1) DBI is not a core module, nor to my knowledge has it ever been.

2) I'm the current maintainer of CGI.pm - i am not the author. This is an important point because the module is 20 years old, and like any software of significant size/age/importance it has been through several different hands (over 30 according to the git log, which only goes back to 1998 so is missing 3 years).

It would be great if i could just release a version of CGI.pm that removes the list context behaviour of ->param but that would massively break back compatibility for hundreds, if not thousands, of users. Not all of these users have the knowledge or resources to fix their code, which is why for the time being CGI.pm will warn when ->param is called in list context. This has actually broken some software (anyone that has set warnings to be fatal), but this was the least harmful way i could get out to users who maybe blind to the issue that there is indeed an issue.
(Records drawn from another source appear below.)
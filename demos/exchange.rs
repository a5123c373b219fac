//! Single-pair exchange walkthrough.
//!
//! Loads a pool configuration from JSON, seeds the pool, trades in both
//! directions with slippage bounds, and drains it back to empty.
//!
//! # Run
//!
//! ```bash
//! RUST_LOG=debug cargo run --example exchange
//! ```

use lp_exchange::prelude::*;

const CONFIG: &str = r#"{
    "pair": { "base": "ETH", "token": "ZD618" },
    "fee_tier": 100,
    "bootstrap": { "rule": "scaled_base", "multiplier": 1 }
}"#;

fn print_pool(pool: &ConstantProductPool) {
    let snap = pool.snapshot();
    println!(
        "  reserves: {} ETH / {} ZD618, shares: {}, state: {}",
        snap.reserves.base,
        snap.reserves.token,
        snap.total_shares,
        snap.state()
    );
}

fn main() -> std::result::Result<(), Box<dyn std::error::Error>> {
    env_logger::init();

    println!("=== ETH / ZD618 exchange (x · y = k) ===\n");

    // ── 1. Configuration ────────────────────────────────────────────────
    let config = PoolConfig::from_json(CONFIG)?;
    let mut pool = ConstantProductPool::from_config(&config)?;
    println!("Fee: {}", pool.fee_tier());
    print_pool(&pool);

    let alice = HolderId::new("alice")?;
    let bob = HolderId::new("bob")?;
    let carol = HolderId::new("carol")?;

    // ── 2. Alice fixes the price ────────────────────────────────────────
    let seed = pool.add_liquidity(&alice, Amount::new(1_000_000), Amount::new(4_000_000))?;
    println!("\nalice {seed}");
    print_pool(&pool);

    // ── 3. Bob joins at the current ratio ───────────────────────────────
    let quote = pool.quote_add(Amount::new(250_000), Amount::MAX)?;
    println!("\nbob needs {} ZD618 for 250000 ETH", quote.token_in);
    let added = pool.add_liquidity(&bob, Amount::new(250_000), quote.token_in)?;
    println!("bob {added}");
    print_pool(&pool);

    // ── 4. Carol buys ZD618, accepting 0.5 % slippage ───────────────────
    let amount_in = Amount::new(50_000);
    let expected = pool.quote_swap(amount_in, SwapDirection::BaseToToken)?;
    let min_out = Amount::new(expected.get() * 995 / 1_000);
    let bought = pool.swap(&carol, amount_in, SwapDirection::BaseToToken, min_out)?;
    println!("\ncarol {bought}");
    print_pool(&pool);

    // ── 5. A stale bound is rejected without side effects ───────────────
    match pool.swap(&carol, amount_in, SwapDirection::BaseToToken, expected) {
        Err(e) if e.is_slippage() => println!("\nsecond buy rejected: {e}"),
        other => println!("\nsecond buy: {other:?}"),
    }

    // ── 6. Carol wants exactly 10 000 ETH back ──────────────────────────
    let want = Amount::new(10_000);
    let needed = pool.quote_swap_exact_out(want, SwapDirection::TokenToBase)?;
    let sold = pool.swap(&carol, needed, SwapDirection::TokenToBase, want)?;
    println!("\ncarol {sold}");
    print_pool(&pool);

    // ── 7. Providers withdraw, collecting the retained fees ─────────────
    for lp in [&alice, &bob] {
        let shares = pool.share_balance(lp);
        let out = pool.remove_liquidity(lp, shares)?;
        println!("\n{lp} {out}");
        print_pool(&pool);
    }

    pool.check_invariants()?;
    println!("\nPool drained back to {}.", pool.state());
    Ok(())
}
And yes, as many have already stated this was an unfortunate consequence of the list context behaviour of CGI.pm. Knowing the difference between scalar/list context in perl is a classic gotcha. This behaviour lurked in code going back years - the examples you cite would all fall into the "legacy code" category. You're making the classic mistake of someone who doesn't know perl: looking at code from over a decade ago and thinking this represents modern perl. It doesn't.

A couple of other examples of critical bugs that were revealed in 2014: shellshock and heartbleed. Should we dismiss bash, C, etc, as terrible languages because of these? No. People make mistakes, don't RTFM, misunderstand language features, and bugs can exist in legacy code for years and years. Usually critical bugs.

You could have made an excellent talk from the work you did in exposing the bug(s) you found. You failed. Learn from this.

1 comments

> A couple of other examples of critical bugs that were revealed in 2014: shellshock and heartbleed. Should we dismiss bash, C, etc, as terrible languages because of these?

Yes.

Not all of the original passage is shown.